Report: Seminar “Secularization, Religion, State” Session 16
On January 19th, the sixteenth session of the Seminar “Secularization, Religion, State” was held.
In this session, we discussed the Japanese translation of François Jullien’s Fonder la morale: dialogue de Mencius avec un philosophe des Lumières (translated by NAKAJIMA Takahiro and SHINO Yoshinobu in 2002; originally published in 1996).
First, IWAHORI Kenichiro (master student in Area Studies), the presenter, mentioned a reason he chose the book. Responding to “International Declaration on Laïcité” which Prof. Baubérot set as the main theme of the symposium in last November, he considered a close connection between “laïcité” and “morality”. According to him, the developments of “laïcité” and “secularization” were parallel with the attempt at creating and founding “morality”. Thus we have a reason to pick up the book in the seminar of secularization.
Borrowing the translators’ words, “Jullien’s question is neither the justification of morality nor the denial of it, but the restart of questioning morality”. Jullien actualizes the idea of founding morality, an anachronistic theme, by bringing in a comparative perspective. He relativizes the Western metaphysical framework, using a different thought: Mencius’s one.
With the development of secularization, the authority of God retreated, and the new logic of founding morality was sought. The logics developed by Kant and Rousseau, however, were overturned by Nietzsche. Nietzsche who regarded founding morality as an arrogant attitude advocated the necessity for a comparison between moralities. Based on Nietzsche’s claim, the author attempts at the comparison, taking up the thought of Mencius, a different one from European ones. But he does not blindly follow Nietzsche, because his attempt is to found morality.
According to the author, Mencius and Kant constructed their moral theories of human beings from the same experience. It is an emotion which emerges when seeing something that threatens others. For example, by seeing a child who is about to fall down a well, it occurred as “an instinctive reaction”, or “compassion” in a European expression. The European thinkers who tried to found morality in terms of compassion, however, lapsed into individualism, and then mythicized this emotion. This was inevitable for Western thought in which the separation of subject and object is regarded as self-evident. On the other hand, Mencius’s notion “an instinctive reaction” avoids such a difficulty. Although Mencius or Chinese thought is certainly conscious of an individual, it is perceived not in the isolated perspective of one’s self, but in a reciprocal relationship.

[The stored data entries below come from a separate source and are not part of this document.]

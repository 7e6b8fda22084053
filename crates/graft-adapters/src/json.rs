//! JSON codec between `serde_json` documents and arena object graphs.
//!
//! Decoding is driven by the catalog: every JSON object is read as the
//! declared type of the slot it lands in, and each field by its declared
//! shape. Encoding walks the graph and refuses cycles, which JSON cannot
//! express.

use std::collections::HashSet;

use chrono::{NaiveDate, NaiveDateTime, NaiveTime};
use serde_json::{Map, Number, Value as Json};
use thiserror::Error;

use graft_core::{
    domain::{
        DEFAULT_DATE_FORMAT, DomainError, FieldShape, ObjectArena, ObjectId, ScalarKind,
        TypeCatalog, TypeName, Value, format_date,
    },
    error::GraftError,
};

#[derive(Debug, Error)]
pub enum JsonError {
    #[error("{path}: expected {expected}, found {found}")]
    Expected {
        path: String,
        expected: String,
        found: String,
    },

    #[error("{path}: type '{type_name}' has no field '{field}'")]
    UnknownField {
        path: String,
        type_name: String,
        field: String,
    },

    #[error("{path}: '{value}' does not match date format '{format}'")]
    InvalidDate {
        path: String,
        value: String,
        format: String,
    },

    #[error("{path}: date format '{format}' cannot render {value}")]
    UnrenderableDate {
        path: String,
        value: NaiveDateTime,
        format: String,
    },

    #[error("{path}: {kind} cannot be used as a JSON object key")]
    InvalidKey { path: String, kind: String },

    #[error("{path}: {value} has no JSON representation")]
    NonFinite { path: String, value: f64 },

    #[error("cycle detected at {path}: object {object} is already being encoded")]
    Cycle { path: String, object: ObjectId },

    #[error(transparent)]
    Domain(#[from] DomainError),

    #[error("invalid JSON: {0}")]
    Parse(#[from] serde_json::Error),
}

impl From<JsonError> for GraftError {
    fn from(err: JsonError) -> Self {
        match err {
            JsonError::Domain(e) => e.into(),
            JsonError::UnrenderableDate { format, .. } => DomainError::InvalidRule(format!(
                "date format '{format}' cannot render a date-time without a time zone"
            ))
            .into(),
            other => GraftError::Internal {
                message: other.to_string(),
            },
        }
    }
}

pub type JsonResult<T> = Result<T, JsonError>;

/// Reads and writes object graphs as JSON.
#[derive(Debug, Clone)]
pub struct JsonCodec<'c> {
    catalog: &'c TypeCatalog,
    date_format: String,
}

impl<'c> JsonCodec<'c> {
    pub fn new(catalog: &'c TypeCatalog) -> Self {
        Self {
            catalog,
            date_format: DEFAULT_DATE_FORMAT.to_owned(),
        }
    }

    /// Format used for `date` values in both directions.
    pub fn with_date_format(mut self, format: impl Into<String>) -> Self {
        self.date_format = format.into();
        self
    }

    // ── Decoding ─────────────────────────────────────────────────────────────

    /// Parse `text` and decode it as an instance of `type_name`.
    pub fn decode_str(&self, arena: &mut ObjectArena, type_name: &str, text: &str) -> JsonResult<ObjectId> {
        let json: Json = serde_json::from_str(text)?;
        self.decode(arena, type_name, &json)
    }

    /// Decode a JSON object as an instance of `type_name`.
    ///
    /// Fields absent from the document stay null.
    pub fn decode(&self, arena: &mut ObjectArena, type_name: &str, json: &Json) -> JsonResult<ObjectId> {
        self.decode_object(arena, &TypeName::new(type_name), json, "$")
    }

    fn decode_object(&self, arena: &mut ObjectArena, type_name: &TypeName, json: &Json, path: &str) -> JsonResult<ObjectId> {
        let Json::Object(members) = json else {
            return Err(expected(path, type_name.as_str(), json));
        };
        let descriptor = self.catalog.require(type_name)?.clone();
        let id = arena.alloc(descriptor.clone())?;

        for (name, member) in members {
            let index = descriptor
                .field_index(name)
                .ok_or_else(|| JsonError::UnknownField {
                    path: path.to_owned(),
                    type_name: type_name.to_string(),
                    field: name.clone(),
                })?;
            let shape = &descriptor.fields()[index].shape;
            let value = self.decode_field(arena, shape, member, &format!("{path}.{name}"))?;
            arena.set_field_at(id, index, value)?;
        }
        Ok(id)
    }

    fn decode_field(&self, arena: &mut ObjectArena, shape: &FieldShape, json: &Json, path: &str) -> JsonResult<Value> {
        if json.is_null() {
            return Ok(Value::Null);
        }
        match shape {
            FieldShape::Single(ty) => self.decode_element(arena, ty, json, path),
            FieldShape::List(ty) => Ok(Value::List(self.decode_items(arena, ty, json, path)?)),
            FieldShape::Set(ty) => Ok(Value::set_of(self.decode_items(arena, ty, json, path)?)),
            FieldShape::Array(ty) => Ok(Value::Array(self.decode_items(arena, ty, json, path)?)),
            FieldShape::Map(key, ty) => {
                let Json::Object(members) = json else {
                    return Err(expected(path, "object", json));
                };
                let mut entries = Vec::with_capacity(members.len());
                for (k, v) in members {
                    let item_path = format!("{path}.{k}");
                    let key = self.decode_key(key, k, &item_path)?;
                    entries.push((key, self.decode_element(arena, ty, v, &item_path)?));
                }
                Ok(Value::map_of(entries))
            }
        }
    }

    fn decode_items(&self, arena: &mut ObjectArena, ty: &TypeName, json: &Json, path: &str) -> JsonResult<Vec<Value>> {
        let Json::Array(items) = json else {
            return Err(expected(path, "array", json));
        };
        items
            .iter()
            .enumerate()
            .map(|(i, item)| self.decode_element(arena, ty, item, &format!("{path}[{i}]")))
            .collect()
    }

    fn decode_element(&self, arena: &mut ObjectArena, ty: &TypeName, json: &Json, path: &str) -> JsonResult<Value> {
        if json.is_null() {
            return Ok(Value::Null);
        }
        let descriptor = self.catalog.require(ty)?;
        match descriptor.scalar_kind() {
            Some(kind) => self.decode_scalar(kind, json, path),
            None => Ok(Value::Object(self.decode_object(arena, ty, json, path)?)),
        }
    }

    fn decode_scalar(&self, kind: ScalarKind, json: &Json, path: &str) -> JsonResult<Value> {
        let value = match (kind, json) {
            (ScalarKind::Bool, Json::Bool(b)) => Value::Bool(*b),
            (ScalarKind::Int, Json::Number(n)) => match n.as_i64() {
                Some(i) => Value::Int(i),
                None => return Err(expected(path, "integer", json)),
            },
            (ScalarKind::Float, Json::Number(n)) => match n.as_f64() {
                Some(f) => Value::Float(f),
                None => return Err(expected(path, "float", json)),
            },
            (ScalarKind::String, Json::String(s)) => Value::Str(s.clone()),
            (ScalarKind::Date, Json::String(s)) => Value::Date(self.parse_date(s, path)?),
            (kind, other) => return Err(expected(path, &kind.to_string(), other)),
        };
        Ok(value)
    }

    fn decode_key(&self, ty: &TypeName, key: &str, path: &str) -> JsonResult<Value> {
        let kind = self.catalog.require(ty)?.scalar_kind();
        match kind {
            Some(ScalarKind::String) => Ok(Value::Str(key.to_owned())),
            Some(ScalarKind::Int) => key
                .parse()
                .map(Value::Int)
                .map_err(|_| expected(path, "integer key", &Json::String(key.to_owned()))),
            Some(ScalarKind::Bool) => key
                .parse()
                .map(Value::Bool)
                .map_err(|_| expected(path, "bool key", &Json::String(key.to_owned()))),
            Some(ScalarKind::Date) => Ok(Value::Date(self.parse_date(key, path)?)),
            Some(ScalarKind::Float) | None => Err(JsonError::InvalidKey {
                path: path.to_owned(),
                kind: ty.to_string(),
            }),
        }
    }

    fn parse_date(&self, s: &str, path: &str) -> JsonResult<NaiveDateTime> {
        NaiveDateTime::parse_from_str(s, &self.date_format)
            .or_else(|_| NaiveDate::parse_from_str(s, &self.date_format).map(|d| d.and_time(NaiveTime::MIN)))
            .map_err(|_| JsonError::InvalidDate {
                path: path.to_owned(),
                value: s.to_owned(),
                format: self.date_format.clone(),
            })
    }

    // ── Encoding ─────────────────────────────────────────────────────────────

    /// Encode the graph rooted at `id`.
    ///
    /// # Errors
    /// `Cycle` when an object is reachable from itself; shared (acyclic)
    /// references are written once per occurrence.
    pub fn encode(&self, arena: &ObjectArena, id: ObjectId) -> JsonResult<Json> {
        let mut in_progress = HashSet::new();
        self.encode_object(arena, id, "$", &mut in_progress)
    }

    pub fn encode_pretty(&self, arena: &ObjectArena, id: ObjectId) -> JsonResult<String> {
        Ok(serde_json::to_string_pretty(&self.encode(arena, id)?)?)
    }

    fn encode_object(
        &self,
        arena: &ObjectArena,
        id: ObjectId,
        path: &str,
        in_progress: &mut HashSet<ObjectId>,
    ) -> JsonResult<Json> {
        if !in_progress.insert(id) {
            return Err(JsonError::Cycle {
                path: path.to_owned(),
                object: id,
            });
        }
        let object = arena.require(id)?;
        let mut members = Map::new();
        for (field, value) in object.descriptor().fields().iter().zip(object.values()) {
            let json = self.encode_value(arena, value, &format!("{path}.{}", field.name), in_progress)?;
            members.insert(field.name.clone(), json);
        }
        in_progress.remove(&id);
        Ok(Json::Object(members))
    }

    fn encode_value(
        &self,
        arena: &ObjectArena,
        value: &Value,
        path: &str,
        in_progress: &mut HashSet<ObjectId>,
    ) -> JsonResult<Json> {
        let json = match value {
            Value::Null => Json::Null,
            Value::Bool(b) => Json::Bool(*b),
            Value::Int(i) => Json::from(*i),
            Value::Float(f) => Number::from_f64(*f).map(Json::Number).ok_or(JsonError::NonFinite {
                path: path.to_owned(),
                value: *f,
            })?,
            Value::Str(s) => Json::String(s.clone()),
            Value::Date(d) => Json::String(self.render_date(d, path)?),
            Value::Object(id) => self.encode_object(arena, *id, path, in_progress)?,
            Value::List(items) | Value::Set(items) | Value::Array(items) => Json::Array(
                items
                    .iter()
                    .enumerate()
                    .map(|(i, item)| self.encode_value(arena, item, &format!("{path}[{i}]"), in_progress))
                    .collect::<JsonResult<_>>()?,
            ),
            Value::Map(entries) => {
                let mut members = Map::new();
                for (key, item) in entries {
                    let key = self.encode_key(key, path)?;
                    let item_path = format!("{path}.{key}");
                    members.insert(key, self.encode_value(arena, item, &item_path, in_progress)?);
                }
                Json::Object(members)
            }
        };
        Ok(json)
    }

    fn render_date(&self, date: &NaiveDateTime, path: &str) -> JsonResult<String> {
        format_date(date, &self.date_format).ok_or_else(|| JsonError::UnrenderableDate {
            path: path.to_owned(),
            value: *date,
            format: self.date_format.clone(),
        })
    }

    fn encode_key(&self, key: &Value, path: &str) -> JsonResult<String> {
        match key {
            Value::Str(s) => Ok(s.clone()),
            Value::Int(i) => Ok(i.to_string()),
            Value::Bool(b) => Ok(b.to_string()),
            Value::Date(d) => self.render_date(d, path),
            other => Err(JsonError::InvalidKey {
                path: path.to_owned(),
                kind: other.kind_name().to_owned(),
            }),
        }
    }
}

fn expected(path: &str, expected: &str, found: &Json) -> JsonError {
    let found = match found {
        Json::Null => "null",
        Json::Bool(_) => "bool",
        Json::Number(_) => "number",
        Json::String(_) => "string",
        Json::Array(_) => "array",
        Json::Object(_) => "object",
    };
    JsonError::Expected {
        path: path.to_owned(),
        expected: expected.to_owned(),
        found: found.to_owned(),
    }
}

As mentioned above, the question of the author who tries to relativize the framework of Western philosophy was in the end about a relationship between happiness and morality, in other words, about whether virtue is rewarded with happiness equivalent to it. Considering unrewarded circumstances, Kant and Rousseau claimed that the reward would be realized in “another world”. On the other hand, Mencius explained that happiness would be realized in the secular world to the end. Needless to say, the former had to be conscious of God, while Mencius’s claim based on “Heaven” was also inclined to go to the same direction. In short, both views would be connected to the unlimited being who has “a moral character”.
After summarizing the book, the presenter made some comments on it. He said that it was valuable that the author thought out “a way of discussion about morality” independent of a specific tradition or a system of thought. He also claimed that the part of this book, in which the basis of morality in the West was reconsidered, was particularly useful for the seminar of secularization. On the other hand, he pointed out that the lack of X in Chinese thought which the author indicated did not necessarily mean the lack of X in China, and besides the author omitted a discussion about “the subject of morality”.
Based on the presentation, our discussion started. In that time, a question about the significance of founding morality was taken up, and then the morality in “the age of secularization” was discussed. We asked whether it is something to be transferred from the existing religious one, or a quite new thing. There is some indication of a few regions which were specific fields for each attendee. It was indicated that there are both possibilities in France, while in the Middle East, Islamic ethics are transformed and presented as a modern one in many cases. Furthermore, some questions arose as to the author’s discussion. Why did he discuss Mencius? Are there other works in which Confucius or Xun Zi is examined from the same perspective? Also, it was pointed out that in spite of the Japanese title Mencius versus Kant, Rousseau and Nietzsche, Nietzsche was not refuted at all.